PROBLEM TO SOLVE: Every line from the one bearing "let field = extract_missing_field_from_message(&inner);" through the last line of the entries should be printed exactly, with no other output.

ENTRIES PROVIDED:
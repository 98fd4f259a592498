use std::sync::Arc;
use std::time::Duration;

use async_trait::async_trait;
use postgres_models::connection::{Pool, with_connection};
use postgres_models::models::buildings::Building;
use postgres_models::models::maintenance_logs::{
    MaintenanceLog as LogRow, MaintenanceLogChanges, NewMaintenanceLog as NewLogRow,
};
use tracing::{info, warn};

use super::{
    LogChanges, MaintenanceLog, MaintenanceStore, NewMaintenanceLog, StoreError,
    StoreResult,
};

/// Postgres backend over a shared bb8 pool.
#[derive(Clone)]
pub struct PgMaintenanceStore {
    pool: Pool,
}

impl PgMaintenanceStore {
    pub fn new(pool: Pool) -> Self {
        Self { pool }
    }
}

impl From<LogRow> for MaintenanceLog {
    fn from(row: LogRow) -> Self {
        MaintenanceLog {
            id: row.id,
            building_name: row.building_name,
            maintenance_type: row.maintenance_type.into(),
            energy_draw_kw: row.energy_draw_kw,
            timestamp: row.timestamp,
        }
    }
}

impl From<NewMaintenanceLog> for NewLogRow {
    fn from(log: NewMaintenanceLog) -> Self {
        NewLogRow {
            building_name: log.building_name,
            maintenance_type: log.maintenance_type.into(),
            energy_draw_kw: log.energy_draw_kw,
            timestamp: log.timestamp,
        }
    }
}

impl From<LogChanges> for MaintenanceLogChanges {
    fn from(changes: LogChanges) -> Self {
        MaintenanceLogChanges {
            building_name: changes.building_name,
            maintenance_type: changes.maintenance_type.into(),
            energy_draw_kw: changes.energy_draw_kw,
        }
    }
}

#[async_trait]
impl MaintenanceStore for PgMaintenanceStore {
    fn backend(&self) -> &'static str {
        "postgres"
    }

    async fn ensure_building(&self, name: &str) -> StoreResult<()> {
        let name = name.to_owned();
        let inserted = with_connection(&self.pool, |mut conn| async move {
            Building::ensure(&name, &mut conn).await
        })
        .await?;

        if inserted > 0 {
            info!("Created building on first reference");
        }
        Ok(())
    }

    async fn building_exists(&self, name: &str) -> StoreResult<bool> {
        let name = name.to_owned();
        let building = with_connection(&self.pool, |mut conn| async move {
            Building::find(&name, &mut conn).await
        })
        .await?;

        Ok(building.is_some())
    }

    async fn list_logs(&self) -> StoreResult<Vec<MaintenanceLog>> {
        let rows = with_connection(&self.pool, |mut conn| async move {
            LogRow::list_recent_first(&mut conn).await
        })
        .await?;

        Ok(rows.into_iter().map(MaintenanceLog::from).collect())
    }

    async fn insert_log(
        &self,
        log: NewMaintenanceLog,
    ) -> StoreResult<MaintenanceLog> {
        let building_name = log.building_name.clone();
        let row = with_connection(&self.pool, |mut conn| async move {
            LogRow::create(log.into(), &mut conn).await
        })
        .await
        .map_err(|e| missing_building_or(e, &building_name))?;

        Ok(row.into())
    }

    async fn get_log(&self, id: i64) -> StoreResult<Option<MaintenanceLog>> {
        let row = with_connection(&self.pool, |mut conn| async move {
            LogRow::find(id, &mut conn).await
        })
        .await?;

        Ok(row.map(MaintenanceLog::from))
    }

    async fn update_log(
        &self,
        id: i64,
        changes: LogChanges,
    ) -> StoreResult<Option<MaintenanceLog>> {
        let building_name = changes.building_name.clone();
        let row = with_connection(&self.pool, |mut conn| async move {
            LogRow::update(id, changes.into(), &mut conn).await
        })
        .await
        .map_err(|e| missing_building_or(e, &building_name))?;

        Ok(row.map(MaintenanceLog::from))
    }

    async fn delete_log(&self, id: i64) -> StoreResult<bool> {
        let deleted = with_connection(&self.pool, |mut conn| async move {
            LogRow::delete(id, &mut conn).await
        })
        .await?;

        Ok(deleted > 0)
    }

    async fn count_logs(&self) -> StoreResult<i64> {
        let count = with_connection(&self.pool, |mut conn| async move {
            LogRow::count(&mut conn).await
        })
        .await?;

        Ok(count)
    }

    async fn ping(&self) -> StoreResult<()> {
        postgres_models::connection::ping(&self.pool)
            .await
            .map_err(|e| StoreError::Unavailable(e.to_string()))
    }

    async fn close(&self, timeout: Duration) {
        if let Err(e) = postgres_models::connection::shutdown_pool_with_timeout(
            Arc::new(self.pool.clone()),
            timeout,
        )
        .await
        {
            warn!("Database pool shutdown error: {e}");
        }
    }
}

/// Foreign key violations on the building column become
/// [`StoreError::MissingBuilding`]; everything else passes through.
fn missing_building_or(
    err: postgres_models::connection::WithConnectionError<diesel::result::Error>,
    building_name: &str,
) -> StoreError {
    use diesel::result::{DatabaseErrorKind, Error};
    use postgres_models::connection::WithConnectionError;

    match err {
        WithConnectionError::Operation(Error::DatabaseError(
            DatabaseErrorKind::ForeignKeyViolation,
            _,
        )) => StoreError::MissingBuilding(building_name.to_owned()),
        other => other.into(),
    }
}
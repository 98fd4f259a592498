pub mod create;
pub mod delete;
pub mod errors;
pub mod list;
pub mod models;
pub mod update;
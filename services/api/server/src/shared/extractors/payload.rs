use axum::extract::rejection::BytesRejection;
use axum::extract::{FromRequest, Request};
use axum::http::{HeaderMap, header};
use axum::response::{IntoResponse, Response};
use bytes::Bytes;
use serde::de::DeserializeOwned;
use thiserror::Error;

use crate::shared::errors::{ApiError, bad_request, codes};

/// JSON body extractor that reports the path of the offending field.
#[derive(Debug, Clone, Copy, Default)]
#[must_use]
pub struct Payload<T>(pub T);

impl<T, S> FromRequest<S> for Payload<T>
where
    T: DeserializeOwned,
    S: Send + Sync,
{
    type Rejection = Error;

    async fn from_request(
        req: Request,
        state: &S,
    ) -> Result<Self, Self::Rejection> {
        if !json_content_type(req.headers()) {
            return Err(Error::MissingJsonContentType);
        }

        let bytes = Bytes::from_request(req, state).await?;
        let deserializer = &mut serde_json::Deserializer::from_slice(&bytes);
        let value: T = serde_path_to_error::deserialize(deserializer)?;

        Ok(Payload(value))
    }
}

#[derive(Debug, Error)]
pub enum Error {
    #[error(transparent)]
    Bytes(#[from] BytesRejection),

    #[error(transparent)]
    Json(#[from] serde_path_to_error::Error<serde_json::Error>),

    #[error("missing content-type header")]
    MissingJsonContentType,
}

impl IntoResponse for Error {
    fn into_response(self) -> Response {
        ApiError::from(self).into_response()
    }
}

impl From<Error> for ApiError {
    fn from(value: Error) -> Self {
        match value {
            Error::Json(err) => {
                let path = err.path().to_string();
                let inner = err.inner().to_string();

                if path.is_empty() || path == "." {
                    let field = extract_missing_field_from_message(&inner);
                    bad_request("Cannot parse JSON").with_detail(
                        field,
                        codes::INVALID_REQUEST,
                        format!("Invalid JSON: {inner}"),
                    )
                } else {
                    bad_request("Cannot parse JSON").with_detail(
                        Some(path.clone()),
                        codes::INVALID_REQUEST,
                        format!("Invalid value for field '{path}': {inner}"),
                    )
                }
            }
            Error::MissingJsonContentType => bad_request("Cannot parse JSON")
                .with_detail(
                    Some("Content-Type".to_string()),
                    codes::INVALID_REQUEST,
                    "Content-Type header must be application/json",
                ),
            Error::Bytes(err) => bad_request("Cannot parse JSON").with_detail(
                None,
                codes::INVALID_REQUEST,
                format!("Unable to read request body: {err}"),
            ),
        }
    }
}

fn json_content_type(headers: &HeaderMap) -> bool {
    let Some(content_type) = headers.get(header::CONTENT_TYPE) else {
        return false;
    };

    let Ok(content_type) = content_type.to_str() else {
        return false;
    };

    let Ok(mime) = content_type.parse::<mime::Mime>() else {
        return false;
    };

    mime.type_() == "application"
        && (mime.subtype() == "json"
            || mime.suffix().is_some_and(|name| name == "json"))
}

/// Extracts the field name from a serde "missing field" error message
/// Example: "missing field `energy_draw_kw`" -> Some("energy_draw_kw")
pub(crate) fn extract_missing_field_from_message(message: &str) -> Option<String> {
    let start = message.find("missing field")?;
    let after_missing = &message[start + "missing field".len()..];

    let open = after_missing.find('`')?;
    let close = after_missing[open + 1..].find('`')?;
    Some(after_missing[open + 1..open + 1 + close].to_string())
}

YOUR RESPONSE:
                    let field = extract_missing_field_from_message(&inner);
                    bad_request("Cannot parse JSON").with_detail(
                        field,
                        codes::INVALID_REQUEST,
                        format!("Invalid JSON: {inner}"),
                    )
                } else {
                    bad_request("Cannot parse JSON").with_detail(
                        Some(path.clone()),
                        codes::INVALID_REQUEST,
                        format!("Invalid value for field '{path}': {inner}"),
                    )
                }
            }
            Error::MissingJsonContentType => bad_request("Cannot parse JSON")
                .with_detail(
                    Some("Content-Type".to_string()),
                    codes::INVALID_REQUEST,
                    "Content-Type header must be application/json",
                ),
            Error::Bytes(err) => bad_request("Cannot parse JSON").with_detail(
                None,
                codes::INVALID_REQUEST,
                format!("Unable to read request body: {err}"),
            ),
        }
    }
}

fn json_content_type(headers: &HeaderMap) -> bool {
    let Some(content_type) = headers.get(header::CONTENT_TYPE) else {
        return false;
    };

    let Ok(content_type) = content_type.to_str() else {
        return false;
    };

    let Ok(mime) = content_type.parse::<mime::Mime>() else {
        return false;
    };

    mime.type_() == "application"
        && (mime.subtype() == "json"
            || mime.suffix().is_some_and(|name| name == "json"))
}

/// Extracts the field name from a serde "missing field" error message
/// Example: "missing field `energy_draw_kw`" -> Some("energy_draw_kw")
pub(crate) fn extract_missing_field_from_message(message: &str) -> Option<String> {
    let start = message.find("missing field")?;
    let after_missing = &message[start + "missing field".len()..];

    let open = after_missing.find('`')?;
    let close = after_missing[open + 1..].find('`')?;
    Some(after_missing[open + 1..open + 1 + close].to_string())
}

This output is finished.